PROBLEM DETAILS => From the entries below, return only the lines starting at the one that contains "and the OpenSearch" and ending at the one that contains "pub fn new(config: &crate::config::Config)", exactly as they stand.

** EXTRACTED RECORDS follows **

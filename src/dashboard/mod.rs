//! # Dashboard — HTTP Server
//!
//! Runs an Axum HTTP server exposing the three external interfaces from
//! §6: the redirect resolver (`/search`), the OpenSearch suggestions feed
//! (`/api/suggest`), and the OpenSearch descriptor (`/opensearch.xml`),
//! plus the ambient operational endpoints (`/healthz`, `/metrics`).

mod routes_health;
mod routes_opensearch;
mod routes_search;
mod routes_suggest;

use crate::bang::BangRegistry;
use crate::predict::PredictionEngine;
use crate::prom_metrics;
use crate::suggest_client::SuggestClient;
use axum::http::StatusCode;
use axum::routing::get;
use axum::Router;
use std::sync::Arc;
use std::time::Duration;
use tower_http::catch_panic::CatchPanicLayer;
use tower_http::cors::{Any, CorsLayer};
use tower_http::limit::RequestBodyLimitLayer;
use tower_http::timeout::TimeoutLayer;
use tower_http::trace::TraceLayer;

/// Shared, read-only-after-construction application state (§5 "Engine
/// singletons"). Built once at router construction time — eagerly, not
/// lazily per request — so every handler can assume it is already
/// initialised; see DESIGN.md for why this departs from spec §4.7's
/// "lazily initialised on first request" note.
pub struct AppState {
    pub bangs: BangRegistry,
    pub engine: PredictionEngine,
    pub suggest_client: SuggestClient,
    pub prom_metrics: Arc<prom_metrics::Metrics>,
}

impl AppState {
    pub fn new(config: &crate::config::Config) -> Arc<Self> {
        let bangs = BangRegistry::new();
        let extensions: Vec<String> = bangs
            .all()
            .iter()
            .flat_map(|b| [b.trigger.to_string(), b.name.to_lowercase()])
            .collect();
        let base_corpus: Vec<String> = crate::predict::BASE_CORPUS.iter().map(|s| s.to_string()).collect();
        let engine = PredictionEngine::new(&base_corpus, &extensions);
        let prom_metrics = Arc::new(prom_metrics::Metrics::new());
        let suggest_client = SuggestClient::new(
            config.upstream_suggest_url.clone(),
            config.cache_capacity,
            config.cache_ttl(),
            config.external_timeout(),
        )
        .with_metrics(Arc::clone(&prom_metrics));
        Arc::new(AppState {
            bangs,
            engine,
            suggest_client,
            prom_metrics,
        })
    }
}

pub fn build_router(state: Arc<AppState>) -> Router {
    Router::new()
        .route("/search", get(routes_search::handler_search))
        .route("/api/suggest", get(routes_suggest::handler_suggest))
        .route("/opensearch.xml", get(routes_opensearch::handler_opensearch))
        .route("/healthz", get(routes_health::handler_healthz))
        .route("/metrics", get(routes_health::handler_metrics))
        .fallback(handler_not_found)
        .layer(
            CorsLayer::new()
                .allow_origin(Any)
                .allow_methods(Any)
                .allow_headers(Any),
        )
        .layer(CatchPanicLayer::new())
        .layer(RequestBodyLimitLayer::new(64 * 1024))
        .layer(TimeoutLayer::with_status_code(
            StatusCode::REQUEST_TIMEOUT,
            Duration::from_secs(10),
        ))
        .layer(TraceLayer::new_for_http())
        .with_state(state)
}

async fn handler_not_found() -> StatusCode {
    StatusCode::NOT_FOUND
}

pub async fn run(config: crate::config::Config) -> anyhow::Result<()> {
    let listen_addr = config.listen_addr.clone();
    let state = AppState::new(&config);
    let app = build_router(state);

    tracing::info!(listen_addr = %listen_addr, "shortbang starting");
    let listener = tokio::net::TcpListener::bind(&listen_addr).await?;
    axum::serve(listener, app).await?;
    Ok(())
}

** End of EXTRACTED RECORDS **
** EXTRACTED RECORDS follows **

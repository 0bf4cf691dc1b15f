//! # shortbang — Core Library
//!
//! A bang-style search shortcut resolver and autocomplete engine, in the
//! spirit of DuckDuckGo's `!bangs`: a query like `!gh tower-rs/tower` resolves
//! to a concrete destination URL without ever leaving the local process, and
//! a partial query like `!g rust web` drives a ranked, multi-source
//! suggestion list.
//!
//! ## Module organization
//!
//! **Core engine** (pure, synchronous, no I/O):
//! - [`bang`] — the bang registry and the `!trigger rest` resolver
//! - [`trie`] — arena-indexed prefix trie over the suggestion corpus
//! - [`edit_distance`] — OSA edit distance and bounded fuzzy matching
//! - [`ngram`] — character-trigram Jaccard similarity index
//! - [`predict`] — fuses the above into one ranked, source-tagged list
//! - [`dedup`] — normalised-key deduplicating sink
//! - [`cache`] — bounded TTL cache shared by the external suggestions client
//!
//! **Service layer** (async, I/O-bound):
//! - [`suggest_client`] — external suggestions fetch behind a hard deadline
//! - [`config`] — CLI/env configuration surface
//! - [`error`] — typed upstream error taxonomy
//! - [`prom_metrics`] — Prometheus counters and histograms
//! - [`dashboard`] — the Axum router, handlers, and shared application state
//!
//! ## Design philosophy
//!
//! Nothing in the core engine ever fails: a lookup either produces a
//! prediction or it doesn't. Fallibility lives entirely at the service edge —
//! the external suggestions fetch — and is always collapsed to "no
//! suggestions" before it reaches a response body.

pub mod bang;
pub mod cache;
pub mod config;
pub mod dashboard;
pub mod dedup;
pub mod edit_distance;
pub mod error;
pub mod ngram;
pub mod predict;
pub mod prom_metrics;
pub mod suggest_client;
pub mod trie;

** End of EXTRACTED RECORDS **

WRITTEN REPLY =>
//! (`/api/suggest`), and the OpenSearch descriptor (`/opensearch.xml`),
//! plus the ambient operational endpoints (`/healthz`, `/metrics`).

mod routes_health;
mod routes_opensearch;
mod routes_search;
mod routes_suggest;

use crate::bang::BangRegistry;
use crate::predict::PredictionEngine;
use crate::prom_metrics;
use crate::suggest_client::SuggestClient;
use axum::http::StatusCode;
use axum::routing::get;
use axum::Router;
use std::sync::Arc;
use std::time::Duration;
use tower_http::catch_panic::CatchPanicLayer;
use tower_http::cors::{Any, CorsLayer};
use tower_http::limit::RequestBodyLimitLayer;
use tower_http::timeout::TimeoutLayer;
use tower_http::trace::TraceLayer;

/// Shared, read-only-after-construction application state (§5 "Engine
/// singletons"). Built once at router construction time — eagerly, not
/// lazily per request — so every handler can assume it is already
/// initialised; see DESIGN.md for why this departs from spec §4.7's
/// "lazily initialised on first request" note.
pub struct AppState {
    pub bangs: BangRegistry,
    pub engine: PredictionEngine,
    pub suggest_client: SuggestClient,
    pub prom_metrics: Arc<prom_metrics::Metrics>,
}

impl AppState {
    pub fn new(config: &crate::config::Config) -> Arc<Self> {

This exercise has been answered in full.